27. Ist Ihnen bekannt, dass beim völlig veralteten Stromübertragungsnetz in der Region des geplanten Ilisu-Damms Netzverluste von 20% auftreten, während der internationale Durchschnitt bei Netzverlusten nur 8% beträgt? Sind Sie nicht auch der Meinung, dass eine Investition in die Erneuerung des Übertragungsnetzes eine sinnvollere Investition wäre als in den geplanten Ilisu Damm? Hätten hierbei nicht österreichische Firmen mitwirken können? Sind Ihnen diesbezügliche Gespräche Österreichs mit der Türkei bekannt?

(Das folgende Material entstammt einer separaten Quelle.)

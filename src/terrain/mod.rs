// src/terrain/mod.rs
// Elevation layers, tiling and multi-layer compositing
// RELEVANT FILES: src/terrain/layer.rs, src/terrain/compositor.rs, src/terrain/tiling.rs

pub mod assemble;
pub mod cancel;
pub mod compositor;
pub mod grid;
pub mod inflight;
pub mod layer;
pub mod normalize;
pub mod normals;
pub mod source;
pub mod tiling;

// Re-export main types and functions
pub use assemble::assemble_height_grid;
pub use cancel::CancelToken;
pub use compositor::{CompositeOptions, ElevationLayerSet, MAX_FETCHED_GRIDS};
pub use grid::{Elevation, GeoHeightGrid, HeightGrid, RasterInterpolation, NO_DATA_VALUE};
pub use inflight::InFlightTable;
pub use layer::ElevationLayer;
pub use normalize::{normalize_no_data, resolve_invalid_heights, transform_vertical};
pub use normals::{build_normal_map, surface_normal, NormalGrid};
pub use source::{ElevationSource, MemorySource, SyntheticSource};
pub use tiling::{Profile, TileKey};
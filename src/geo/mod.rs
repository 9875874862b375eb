// src/geo/mod.rs
// Geographic utilities: reference systems, extents and vertical datums
// RELEVANT FILES: src/geo/srs.rs, src/geo/extent.rs, src/geo/vdatum.rs

pub mod extent;
pub mod srs;
pub mod vdatum;

// Re-export main types and functions
pub use extent::GeoExtent;
pub use srs::{parse_epsg_code, Ellipsoid, Srs, SrsKind};
pub use vdatum::{datums_equivalent, ConstantOffsetDatum, VerticalDatum, VerticalDatumRegistry};
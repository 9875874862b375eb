// src/cache/disk.rs
// File-backed persistent cache tier and the on-disk grid encoding
// RELEVANT FILES: src/cache/mod.rs, src/terrain/grid.rs

use std::fs;
use std::io::Write;
use std::path::{Path, PathBuf};
use std::sync::atomic::{AtomicU64, Ordering};
use std::sync::Arc;

use crate::cache::{CacheBin, CacheRecord};
use crate::error::{ElevationError, ElevationResult};
use crate::terrain::grid::HeightGrid;

const GRID_MAGIC: [u8; 4] = *b"ELEV";
const GRID_VERSION: u32 = 1;
const FILE_EXTENSION: &str = "elev";

static TEMP_COUNTER: AtomicU64 = AtomicU64::new(0);

/// Fixed 16-byte header in front of the samples. Integers are little-endian.
#[repr(C)]
#[derive(Debug, Clone, Copy, bytemuck::Pod, bytemuck::Zeroable)]
struct GridHeader {
    magic: [u8; 4],
    version: u32,
    width: u32,
    height: u32,
}

const HEADER_LEN: usize = std::mem::size_of::<GridHeader>();

/// Serialize a grid: header followed by little-endian f32 samples, with
/// no data written as `NO_DATA_VALUE`.
pub fn encode_grid(grid: &HeightGrid) -> Vec<u8> {
    let header = GridHeader {
        magic: GRID_MAGIC,
        version: GRID_VERSION.to_le(),
        width: grid.width().to_le(),
        height: grid.height().to_le(),
    };
    let mut bytes = Vec::with_capacity(HEADER_LEN + grid.samples().len() * 4);
    bytes.extend_from_slice(bytemuck::bytes_of(&header));
    for sample in grid.samples() {
        bytes.extend_from_slice(&sample.to_raw().to_le_bytes());
    }
    bytes
}

/// Inverse of [`encode_grid`]. The decoded grid is validated.
pub fn decode_grid(bytes: &[u8]) -> ElevationResult<HeightGrid> {
    if bytes.len() < HEADER_LEN {
        return Err(ElevationError::invalid_grid(format!(
            "record of {} bytes is shorter than its header",
            bytes.len()
        )));
    }
    let header: GridHeader = bytemuck::pod_read_unaligned(&bytes[..HEADER_LEN]);
    if header.magic != GRID_MAGIC {
        return Err(ElevationError::invalid_grid("bad magic"));
    }
    let version = u32::from_le(header.version);
    if version != GRID_VERSION {
        return Err(ElevationError::invalid_grid(format!("unsupported version {}", version)));
    }
    let width = u32::from_le(header.width);
    let height = u32::from_le(header.height);

    let body = &bytes[HEADER_LEN..];
    if body.len() % 4 != 0 {
        return Err(ElevationError::invalid_grid("truncated sample data"));
    }
    let raw: Vec<f32> = body
        .chunks_exact(4)
        .map(|c| f32::from_le_bytes([c[0], c[1], c[2], c[3]]))
        .collect();

    let grid = HeightGrid::from_raw(width, height, raw);
    grid.validate()?;
    Ok(grid)
}

/// Persistent tier storing one file per key under a root directory.
///
/// Writes go to a temporary sibling first and are renamed into place, so a
/// reader never sees a half-written record.
#[derive(Debug, Clone)]
pub struct DiskCacheBin {
    id: String,
    root: PathBuf,
}

impl DiskCacheBin {
    pub fn new(id: impl Into<String>, root: impl Into<PathBuf>) -> ElevationResult<Self> {
        let root = root.into();
        fs::create_dir_all(&root)?;
        Ok(Self { id: id.into(), root })
    }

    pub fn root(&self) -> &Path {
        &self.root
    }

    /// File backing `key`. Path separators in the key become directories.
    pub fn path_for(&self, key: &str) -> PathBuf {
        let mut path = self.root.clone();
        for segment in key.split('/') {
            let clean: String = segment
                .chars()
                .map(|c| {
                    if c.is_ascii_alphanumeric() || c == '-' || c == '_' {
                        c
                    } else {
                        '_'
                    }
                })
                .collect();
            path.push(if clean.is_empty() { "_".to_string() } else { clean });
        }
        path.set_extension(FILE_EXTENSION);
        path
    }
}

impl CacheBin for DiskCacheBin {
    fn id(&self) -> &str {
        &self.id
    }

    fn read(&self, key: &str) -> ElevationResult<Option<CacheRecord>> {
        let path = self.path_for(key);
        let bytes = match fs::read(&path) {
            Ok(bytes) => bytes,
            Err(e) if e.kind() == std::io::ErrorKind::NotFound => return Ok(None),
            Err(e) => return Err(e.into()),
        };
        let last_modified = fs::metadata(&path)?.modified()?;
        let grid = decode_grid(&bytes)?;
        Ok(Some(CacheRecord {
            grid: Arc::new(grid),
            last_modified,
        }))
    }

    fn write(&self, key: &str, grid: &HeightGrid) -> ElevationResult<()> {
        let path = self.path_for(key);
        if let Some(parent) = path.parent() {
            fs::create_dir_all(parent)?;
        }
        let tmp = path.with_extension(format!(
            "tmp-{}-{}",
            std::process::id(),
            TEMP_COUNTER.fetch_add(1, Ordering::Relaxed)
        ));
        {
            let mut file = fs::File::create(&tmp)?;
            file.write_all(&encode_grid(grid))?;
            file.sync_all()?;
        }
        if let Err(e) = fs::rename(&tmp, &path) {
            let _ = fs::remove_file(&tmp);
            return Err(e.into());
        }
        Ok(())
    }
}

In der Türkei gibt es enorme, bisher ungenutzte Potenziale im Bereich erneuerbare Energien. Allein für die Windkraft wird das Potenzial auf 50.000 MW geschätzt. Zum Vergleich: Das Ilisu-Wasserkraftwerk hätte eine Leistung von 1.200 MW. Das in der Türkei im Jahr 2005 beschlossene Gesetz zur Förderung erneuerbarer Energien wird von Energieexperten und NGOs zwar als Schritt in die Richtung bezeichnet, sei jedoch nicht ausreichend geeignet, um die hohen Potenziale im Bereich Wind- und Sonnenenergie effizient und rasch zu nutzen.

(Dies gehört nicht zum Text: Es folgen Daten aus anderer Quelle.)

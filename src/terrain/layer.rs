// src/terrain/layer.rs
// One elevation source wrapped with configuration, cache tiers and per-key exclusion
// RELEVANT FILES: src/terrain/source.rs, src/cache/mod.rs, src/terrain/assemble.rs, src/terrain/normalize.rs

use std::fmt;
use std::sync::atomic::{AtomicBool, AtomicU32, Ordering};
use std::sync::{Arc, Mutex};

use log::{debug, error, info, trace, warn};

use crate::cache::{
    memory_cache_key, persistent_cache_key, CacheBin, CachePolicy, MemoryCacheBin,
};
use crate::config::{ElevationLayerOptions, NoDataPolicy};
use crate::error::{ElevationError, ElevationResult};
use crate::geo::VerticalDatumRegistry;
use crate::terrain::assemble::assemble_height_grid;
use crate::terrain::cancel::CancelToken;
use crate::terrain::grid::{GeoHeightGrid, HeightGrid};
use crate::terrain::inflight::InFlightTable;
use crate::terrain::normalize::{normalize_no_data, transform_vertical};
use crate::terrain::source::ElevationSource;
use crate::terrain::tiling::{Profile, TileKey};

type LayerResult = ElevationResult<Option<GeoHeightGrid>>;

/// An elevation source as the compositor sees it.
///
/// Requests run through the memory tier, then the persistent tier, then the
/// source itself (directly when the requested key shares the layer's
/// horizontal profile, by assembly otherwise). Fresh grids are validated,
/// cleaned up and written back to both tiers.
pub struct ElevationLayer {
    options: ElevationLayerOptions,
    source: Arc<dyn ElevationSource>,
    profile: Option<Arc<Profile>>,
    enabled: AtomicBool,
    visible: AtomicBool,
    status: Mutex<Option<ElevationError>>,
    revision: AtomicU32,
    memory_cache: Option<Arc<dyn CacheBin>>,
    persistent_cache: Option<Arc<dyn CacheBin>>,
    in_flight: InFlightTable<String, LayerResult>,
}

impl fmt::Debug for ElevationLayer {
    fn fmt(&self, f: &mut fmt::Formatter<'_>) -> fmt::Result {
        f.debug_struct("ElevationLayer")
            .field("name", &self.options.name)
            .field("source", &self.source.name())
            .field("enabled", &self.is_enabled())
            .field("offset", &self.options.offset)
            .field("revision", &self.revision())
            .finish()
    }
}
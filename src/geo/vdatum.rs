// src/geo/vdatum.rs
// Vertical datums: reference surfaces elevation values are measured against
// RELEVANT FILES: src/terrain/normalize.rs, src/terrain/tiling.rs

use std::collections::HashMap;
use std::fmt;
use std::sync::Arc;

/// A vertical reference surface expressed relative to the ellipsoid.
pub trait VerticalDatum: Send + Sync + fmt::Debug {
    fn name(&self) -> &str;

    /// Height of the datum surface above the ellipsoid at a geographic location (degrees).
    fn geoid_height(&self, lat_deg: f64, lon_deg: f64) -> f64;

    fn msl_to_hae(&self, lat_deg: f64, lon_deg: f64, msl: f64) -> f64 {
        msl + self.geoid_height(lat_deg, lon_deg)
    }

    fn hae_to_msl(&self, lat_deg: f64, lon_deg: f64, hae: f64) -> f64 {
        hae - self.geoid_height(lat_deg, lon_deg)
    }
}

/// Datum whose surface sits at a fixed offset from the ellipsoid everywhere.
#[derive(Debug, Clone)]
pub struct ConstantOffsetDatum {
    name: String,
    offset: f64,
}

impl ConstantOffsetDatum {
    pub fn new(name: impl Into<String>, offset: f64) -> Self {
        Self {
            name: name.into(),
            offset,
        }
    }
}

impl VerticalDatum for ConstantOffsetDatum {
    fn name(&self) -> &str {
        &self.name
    }

    fn geoid_height(&self, _lat_deg: f64, _lon_deg: f64) -> f64 {
        self.offset
    }
}

/// Case-insensitive lookup of known vertical datums by init string.
#[derive(Debug, Default, Clone)]
pub struct VerticalDatumRegistry {
    datums: HashMap<String, Arc<dyn VerticalDatum>>,
}

impl VerticalDatumRegistry {
    pub fn new() -> Self {
        Self::default()
    }

    pub fn register(&mut self, datum: Arc<dyn VerticalDatum>) {
        self.datums.insert(datum.name().to_lowercase(), datum);
    }

    pub fn get(&self, name: &str) -> Option<Arc<dyn VerticalDatum>> {
        self.datums.get(&name.trim().to_lowercase()).cloned()
    }

    pub fn len(&self) -> usize {
        self.datums.len()
    }

    pub fn is_empty(&self) -> bool {
        self.datums.is_empty()
    }
}

/// Two optional datums are equivalent when both are absent (ellipsoid heights)
/// or when their names match ignoring case.
pub fn datums_equivalent(a: Option<&dyn VerticalDatum>, b: Option<&dyn VerticalDatum>) -> bool {
    match (a, b) {
        (None, None) => true,
        (Some(a), Some(b)) => a.name().eq_ignore_ascii_case(b.name()),
        _ => false,
    }
}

28. Sind Sie nicht auch der Meinung, dass eine Kooperation des Staates Österreich mit der Türkei auf dem Gebiet der erneuerbaren Energien ökologisch, sozial und wirtschaftlich vernünftiger wäre, als sich an einem umstrittenen Riesenstaudammprojekt zu beteiligen? Sind Ihnen Gespräche von österreichischen Regierungsvertretern mit der Türkei bekannt, um das große österreichische Know-how österreichischer Unternehmen im Bereich Ökoenergien anzubieten? Haben Sie selbst solche Gespräche geführt?

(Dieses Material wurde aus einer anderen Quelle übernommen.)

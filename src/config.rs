//! Elevation layer configuration schema and I/O.

use std::path::Path;

use serde::{Deserialize, Serialize};

use crate::cache::CachePolicy;
use crate::cache::memory::DEFAULT_MEMORY_BUDGET_MB;
use crate::error::{ElevationError, ElevationResult};

/// What to do with samples that are still no data after compositing
#[derive(Debug, Clone, Copy, PartialEq, Eq, Default, Serialize, Deserialize)]
pub enum NoDataPolicy {
    /// Fill gaps from neighbouring valid samples
    #[default]
    #[serde(rename = "interpolate", alias = "default")]
    Interpolate,
    /// Treat gaps as sea level
    #[serde(rename = "msl", alias = "mean_sea_level")]
    MeanSeaLevel,
}

/// Options for one elevation layer.
#[derive(Debug, Clone, PartialEq, Serialize, Deserialize)]
#[serde(default)]
pub struct ElevationLayerOptions {
    /// Human-readable layer name, used in log messages
    pub name: String,

    pub enabled: bool,

    /// Layer supplies relief added on top of the base elevation
    pub offset: bool,

    /// Vertical datum override for the source's profile (e.g., "egm96")
    #[serde(alias = "vsrs", skip_serializing_if = "Option::is_none")]
    pub vdatum: Option<String>,

    pub nodata_policy: NoDataPolicy,

    /// Raw value the source uses for "no data"
    #[serde(skip_serializing_if = "Option::is_none")]
    pub no_data_value: Option<f32>,

    #[serde(skip_serializing_if = "Option::is_none")]
    pub min_valid_value: Option<f32>,

    #[serde(skip_serializing_if = "Option::is_none")]
    pub max_valid_value: Option<f32>,

    /// Requests below this level are not served by the layer
    pub min_level: u32,

    /// Deepest level the layer reads; deeper keys resolve to ancestors
    #[serde(skip_serializing_if = "Option::is_none")]
    pub max_data_level: Option<u32>,

    /// Overrides the source's native tile size
    #[serde(skip_serializing_if = "Option::is_none")]
    pub tile_size: Option<u32>,

    pub cache_policy: CachePolicy,

    /// Memory tier budget in MB; 0 disables the tier
    pub memory_cache_mb: u32,

    /// Allow `write_height_field` to reach the source
    pub writing_requested: bool,
}

impl Default for ElevationLayerOptions {
    fn default() -> Self {
        Self {
            name: String::new(),
            enabled: true,
            offset: false,
            vdatum: None,
            nodata_policy: NoDataPolicy::default(),
            no_data_value: Some(-32767.0),
            min_valid_value: Some(-32766.0),
            max_valid_value: Some(32768.0),
            min_level: 0,
            max_data_level: None,
            tile_size: None,
            cache_policy: CachePolicy::default(),
            memory_cache_mb: DEFAULT_MEMORY_BUDGET_MB,
            writing_requested: false,
        }
    }
}

impl ElevationLayerOptions {
    pub fn new(name: impl Into<String>) -> Self {
        Self {
            name: name.into(),
            ..Self::default()
        }
    }

    pub fn from_json(json: &str) -> ElevationResult<Self> {
        let options: Self = serde_json::from_str(json)?;
        options.validate()?;
        Ok(options)
    }

    /// Load options from a JSON file
    pub fn load(path: &Path) -> ElevationResult<Self> {
        let data = std::fs::read_to_string(path)?;
        Self::from_json(&data)
    }

    /// Save options to a JSON file
    pub fn save(&self, path: &Path) -> ElevationResult<()> {
        let data = serde_json::to_string_pretty(self)?;
        std::fs::write(path, data)?;
        Ok(())
    }

    pub fn validate(&self) -> ElevationResult<()> {
        if let (Some(min), Some(max)) = (self.min_valid_value, self.max_valid_value) {
            if min > max {
                return Err(ElevationError::config(format!(
                    "min_valid_value {} exceeds max_valid_value {}",
                    min, max
                )));
            }
        }
        if let Some(max_level) = self.max_data_level {
            if max_level < self.min_level {
                return Err(ElevationError::config(format!(
                    "max_data_level {} is below min_level {}",
                    max_level, self.min_level
                )));
            }
        }
        if let Some(size) = self.tile_size {
            if size < 2 {
                return Err(ElevationError::config(format!("tile_size {} is too small", size)));
            }
        }
        Ok(())
    }
}

#[cfg(test)]
mod tests {
    use super::*;
    use crate::cache::CacheUsage;

    #[test]
    fn test_defaults() {
        let options = ElevationLayerOptions::from_json("{}").unwrap();
        assert!(options.enabled);
        assert!(!options.offset);
        assert_eq!(options.nodata_policy, NoDataPolicy::Interpolate);
        assert_eq!(options.cache_policy.usage, CacheUsage::ReadWrite);
    }

    #[test]
    fn test_nodata_policy_aliases() {
        for (text, expected) in [
            ("default", NoDataPolicy::Interpolate),
            ("interpolate", NoDataPolicy::Interpolate),
            ("msl", NoDataPolicy::MeanSeaLevel),
        ] {
            let json = format!(r#"{{"nodata_policy": "{}"}}"#, text);
            let options = ElevationLayerOptions::from_json(&json).unwrap();
            assert_eq!(options.nodata_policy, expected);
        }
        assert!(ElevationLayerOptions::from_json(r#"{"nodata_policy": "zero"}"#).is_err());
    }

    #[test]
    fn test_vsrs_is_accepted_for_vdatum() {
        let options = ElevationLayerOptions::from_json(r#"{"vsrs": "egm96", "offset": true}"#).unwrap();
        assert_eq!(options.vdatum.as_deref(), Some("egm96"));
        assert!(options.offset);
    }

    #[test]
    fn test_validation() {
        assert!(ElevationLayerOptions::from_json(
            r#"{"min_valid_value": 10.0, "max_valid_value": -10.0}"#
        )
        .is_err());
        assert!(ElevationLayerOptions::from_json(r#"{"min_level": 5, "max_data_level": 3}"#).is_err());
    }

    #[test]
    fn test_save_and_load() {
        let dir = tempfile::tempdir().unwrap();
        let path = dir.path().join("layer.json");
        let mut options = ElevationLayerOptions::new("srtm");
        options.vdatum = Some("egm96".into());
        options.max_data_level = Some(12);
        options.save(&path).unwrap();

        let loaded = ElevationLayerOptions::load(&path).unwrap();
        assert_eq!(loaded, options);
    }
}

Stauseen produzieren durch faulende Pflanzen und Kohlenstoffzufuhr aus dem Einzugsgebiet (Eutrophierung) Treibhausgase.
29. Ist Ihnen bekannt, dass Riesenstaudammprojekte nicht wie von den Errichtern behauptet als „saubere Energiegewinnungprojekte“ zu bewerten sind, sondern erhebliche negative Auswirkungen auf das Klima haben?
[1] Beteiligte Unternehmen: Andritz / VA-Tech Hydro (Österreich), Alstom (Schweiz), Züblin (Deutschland), Nurol (Türkei), Cengiz (Türkei), Celikler (Türkei), emelsu (Türkei).
Auftraggeber: DSI, türkisches Wasseramt
[2] An der Reise nahmen auch der FPÖ-Abgeordnete Karlheinz Klement und die Grün-Abgeordnete Bettina Hradecsni teil. VertreterInnen von SPÖ und ÖVP haben trotz langfristiger und mehrfacher Einladung nicht an der Reise teilgenommen.